Essential Oils And Depression
Just as there are different kinds of essential oils, there are different kinds of depression. While some doctors use essential oils to treat some patients of depression, not all doctors recommend it in all cases - at least, not on its own.
Depression can range from mild to severe. It can also be caused by some different things, ranging from traumatic experiences to chemical imbalances. Some doctors recommend essential oils for mild or situational depression; they usually recommend more conventional therapies for more severe cases of depression.
Usually, treatment for depression includes a combination of prescription medication and talk-therapy. Most doctors don't advise against essential oils provided it is done along with, not in place of, these other treatments. Some essential oils may interact with some medications, so be sure to let your doctor know if you plan on using essential oils while on medication.
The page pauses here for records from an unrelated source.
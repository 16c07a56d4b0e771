//! Argument tokenizer.
//!
//! [`Arguments`] keeps both the raw trailing text of an invocation and its
//! whitespace-split tokens. Sub-command descent re-slices the raw text with
//! [`Arguments::rest`] so that the child sees exactly what followed its name.

use std::ops::Deref;

/// A single whitespace-delimited token.
#[derive(Debug, Clone, PartialEq, Eq)]
pub struct Argument(String);

impl Argument {
    /// The token as typed.
    pub fn raw(&self) -> &str {
        &self.0
    }

    /// Parses the token as a signed integer.
    pub fn as_i64(&self) -> Option<i64> {
        self.0.parse().ok()
    }

    /// Parses the token as a float.
    pub fn as_f64(&self) -> Option<f64> {
        self.0.parse().ok()
    }

    /// Interprets common yes/no spellings.
    pub fn as_bool(&self) -> Option<bool> {
        match self.0.to_lowercase().as_str() {
            "true" | "yes" | "y" | "on" | "1" => Some(true),
            "false" | "no" | "n" | "off" | "0" => Some(false),
            _ => None,
        }
    }

    /// Extracts the user id from a `<@id>` / `<@!id>` mention.
    pub fn as_user_mention(&self) -> Option<&str> {
        let inner = self.0.strip_prefix("<@")?.strip_suffix('>')?;
        let id = inner.strip_prefix('!').unwrap_or(inner);
        is_snowflake(id).then_some(id)
    }

    /// Extracts the channel id from a `<#id>` mention.
    pub fn as_channel_mention(&self) -> Option<&str> {
        let id = self.0.strip_prefix("<#")?.strip_suffix('>')?;
        is_snowflake(id).then_some(id)
    }
}

impl Deref for Argument {
    type Target = str;

    fn deref(&self) -> &str {
        &self.0
    }
}

impl std::fmt::Display for Argument {
    fn fmt(&self, f: &mut std::fmt::Formatter<'_>) -> std::fmt::Result {
        f.write_str(&self.0)
    }
}

fn is_snowflake(id: &str) -> bool {
    !id.is_empty() && id.chars().all(|c| c.is_ascii_digit())
}

/// The ordered tokens of an invocation plus the text they came from.
#[derive(Debug, Clone, Default, PartialEq, Eq)]
pub struct Arguments {
    raw: String,
    tokens: Vec<Argument>,
}

impl Arguments {
    /// Tokenizes `raw` on whitespace. Surrounding whitespace is dropped from
    /// the stored raw text.
    pub fn parse(raw: &str) -> Self {
        let raw = raw.trim();
        Self {
            raw: raw.to_string(),
            tokens: raw
                .split_whitespace()
                .map(|t| Argument(t.to_string()))
                .collect(),
        }
    }

    /// An empty argument list.
    pub fn empty() -> Self {
        Self::default()
    }

    /// The raw text the tokens were split from.
    pub fn raw(&self) -> &str {
        &self.raw
    }

    /// Number of tokens.
    pub fn len(&self) -> usize {
        self.tokens.len()
    }

    /// Whether there are no tokens.
    pub fn is_empty(&self) -> bool {
        self.tokens.is_empty()
    }

    /// The token at `index`.
    pub fn get(&self, index: usize) -> Option<&Argument> {
        self.tokens.get(index)
    }

    /// The first token.
    pub fn first(&self) -> Option<&Argument> {
        self.tokens.first()
    }

    /// Iterates over the tokens in order.
    pub fn iter(&self) -> std::slice::Iter<'_, Argument> {
        self.tokens.iter()
    }

    /// The arguments left after dropping the first `n` tokens.
    ///
    /// Works on the raw text, so spacing inside the remainder is preserved.
    pub fn rest(&self, n: usize) -> Self {
        let mut remaining = self.raw.as_str();
        for _ in 0..n {
            remaining = remaining.trim_start();
            remaining = match remaining.find(char::is_whitespace) {
                Some(end) => &remaining[end..],
                None => "",
            };
        }
        Self::parse(remaining)
    }
}

impl<'a> IntoIterator for &'a Arguments {
    type Item = &'a Argument;
    type IntoIter = std::slice::Iter<'a, Argument>;

    fn into_iter(self) -> Self::IntoIter {
        self.tokens.iter()
    }
}

#[cfg(test)]
mod tests {
    use super::*;

    #[test]
    fn test_parse_splits_on_any_whitespace() {
        let args = Arguments::parse("  set\tprefix \n !  ");
        assert_eq!(args.raw(), "set\tprefix \n !");
        let tokens: Vec<&str> = args.iter().map(Argument::raw).collect();
        assert_eq!(tokens, vec!["set", "prefix", "!"]);
    }

    #[test]
    fn test_empty() {
        let args = Arguments::parse("   ");
        assert!(args.is_empty());
        assert_eq!(args.raw(), "");
        assert!(args.first().is_none());
    }

    #[test]
    fn test_rest_preserves_inner_spacing() {
        let args = Arguments::parse("say hello   world");
        let rest = args.rest(1);
        assert_eq!(rest.raw(), "hello   world");
        assert_eq!(rest.len(), 2);
    }

    #[test]
    fn test_rest_past_end_is_empty() {
        let args = Arguments::parse("only");
        assert!(args.rest(1).is_empty());
        assert!(args.rest(5).is_empty());
    }

    #[test]
    fn test_typed_accessors() {
        let args = Arguments::parse("42 2.5 yes <@!123> <#456> <@abc>");
        assert_eq!(args.get(0).and_then(Argument::as_i64), Some(42));
        assert_eq!(args.get(1).and_then(Argument::as_f64), Some(2.5));
        assert_eq!(args.get(2).and_then(Argument::as_bool), Some(true));
        assert_eq!(args.get(3).and_then(Argument::as_user_mention), Some("123"));
        assert_eq!(
            args.get(4).and_then(Argument::as_channel_mention),
            Some("456")
        );
        assert_eq!(args.get(5).and_then(Argument::as_user_mention), None);
    }
}
//! Two-call tool orchestration: Elicit → Resolve → Synthesize.
//!
//! 1. Append the user query and ask the model, offering every tool
//! 2. Dispatch each requested tool in order and record its output
//! 3. Ask the model again to answer from the populated conversation

use std::sync::Arc;

use anyhow::{Context, Result};
use tracing::{debug, info, warn};

use crate::agent::conversation::Conversation;
use crate::config::{AgentConfig, DEFAULT_SYNTHESIS_INSTRUCTIONS};
use crate::provider::{ModelProvider, ModelRequest};
use crate::tools::{self, Dispatcher};
use crate::types::*;

/// What one `run` produced.
#[derive(Debug, Clone, Default)]
pub struct RunOutcome {
    pub final_text: String,
    pub tool_results: Vec<ToolCallResult>,
    pub usage: TokenUsage,
}

/// Drives the model provider and the tool dispatcher.
///
/// The agent itself holds no conversation; callers own a [`Conversation`]
/// and pass it to every [`Agent::run`].
pub struct Agent<P> {
    provider: P,
    dispatcher: Dispatcher,
    model: String,
    synthesis_instructions: String,
}

impl<P: ModelProvider> Agent<P> {
    pub fn new(provider: P, dispatcher: Dispatcher, model: impl Into<String>) -> Self {
        Self {
            provider,
            dispatcher,
            model: model.into(),
            synthesis_instructions: DEFAULT_SYNTHESIS_INSTRUCTIONS.to_string(),
        }
    }

    /// Build an agent with the tools, retry bound, and model named in config.
    pub fn from_config(provider: P, config: &AgentConfig) -> Result<Self> {
        let registry = tools::build_registry(&config.tools)
            .context("Failed to build tool registry")?;
        let dispatcher = Dispatcher::new(Arc::new(registry), config.max_retries)
            .with_validation(config.validate_arguments);

        Ok(Self::new(provider, dispatcher, &config.model)
            .with_synthesis_instructions(&config.synthesis_instructions))
    }

    pub fn with_synthesis_instructions(mut self, instructions: &str) -> Self {
        self.synthesis_instructions = instructions.to_string();
        self
    }

    pub fn model(&self) -> &str {
        &self.model
    }

    pub fn dispatcher(&self) -> &Dispatcher {
        &self.dispatcher
    }

    /// Answer one user query, extending `conversation` in place.
    ///
    /// Tool failures never end the run; they become outputs the model sees.
    /// Errors are returned only for provider failures and conversation
    /// invariant violations.
    pub async fn run(&self, conversation: &mut Conversation, query: &str) -> Result<RunOutcome> {
        let tag = conversation.id().to_string();
        let tool_defs = self.dispatcher.registry().definitions();
        let mut usage = TokenUsage::default();

        // Phase 1: elicit
        info!("[{}] User Query: {}", tag, query);
        conversation.push_user(query);

        let first = self
            .provider
            .respond(ModelRequest {
                model: &self.model,
                instructions: None,
                tools: &tool_defs,
                input: conversation.items(),
            })
            .await
            .context("Tool selection request failed")?;
        usage += first.usage;
        debug!("[{}] First call usage: {:?}", tag, first.usage);

        let calls: Vec<ToolCallRequest> = first.tool_calls().cloned().collect();
        conversation
            .push_model_items(first.output)
            .context("Model output violated conversation order")?;

        // Phase 2: resolve
        let mut tool_results = Vec::with_capacity(calls.len());
        for call in &calls {
            info!("[{}] Model requested tool: {}({})", tag, call.name, call.arguments);

            let result = self.dispatcher.dispatch(call).await;
            if !result.success {
                warn!("[{}] Tool error: {}", tag, result.output);
            }

            conversation
                .push_output(&result.call_id, result.output.clone())
                .context("Failed to record tool output")?;
            tool_results.push(result);
        }
        if calls.is_empty() {
            info!("[{}] No tools requested", tag);
        }

        // Phase 3: synthesize
        let last = self
            .provider
            .respond(ModelRequest {
                model: &self.model,
                instructions: Some(&self.synthesis_instructions),
                tools: &tool_defs,
                input: conversation.items(),
            })
            .await
            .context("Final synthesis request failed")?;
        usage += last.usage;
        debug!("[{}] Final call usage: {:?}", tag, last.usage);

        let final_text = last.output_text();
        for item in last.output {
            match item {
                ConversationItem::AssistantText { content } => {
                    conversation.push_assistant_text(content)
                }
                ConversationItem::FunctionCall(call) => {
                    warn!("[{}] Ignoring tool request '{}' in final response", tag, call.name)
                }
                _ => {}
            }
        }

        info!(
            "[{}] Run complete: {} tool calls, {} tokens",
            tag,
            tool_results.len(),
            usage.total_tokens
        );

        Ok(RunOutcome {
            final_text,
            tool_results,
            usage,
        })
    }
}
Essential oils typically used in the treatment of depression include lemon and other citrus fruits, bergamot, and lavender. When used for the treatment of depression, these oils tend to be used in aromatherapy or massage therapy rather than ingested.
Depression is a very difficult condition to live with. This is especially true for people who experience depression but have not yet been diagnosed due to the strict requirements for diagnosis. Whether or not you have been diagnosed, sometimes it seems like nothing makes it better, but you would be willing to try anything.
While it hasn't been definitively proven that essential oils help with depression, many people find that it works for them, and the scientific community is beginning to agree.
You should consider trying essential oils for your depression, but you shouldn't let them be your only means of managing your symptoms. The treatment of depression usually involves a combination of prescription medication and talk-therapy. While you need to be diagnosed with depression to get a prescription, you can always talk to a therapist or counselor.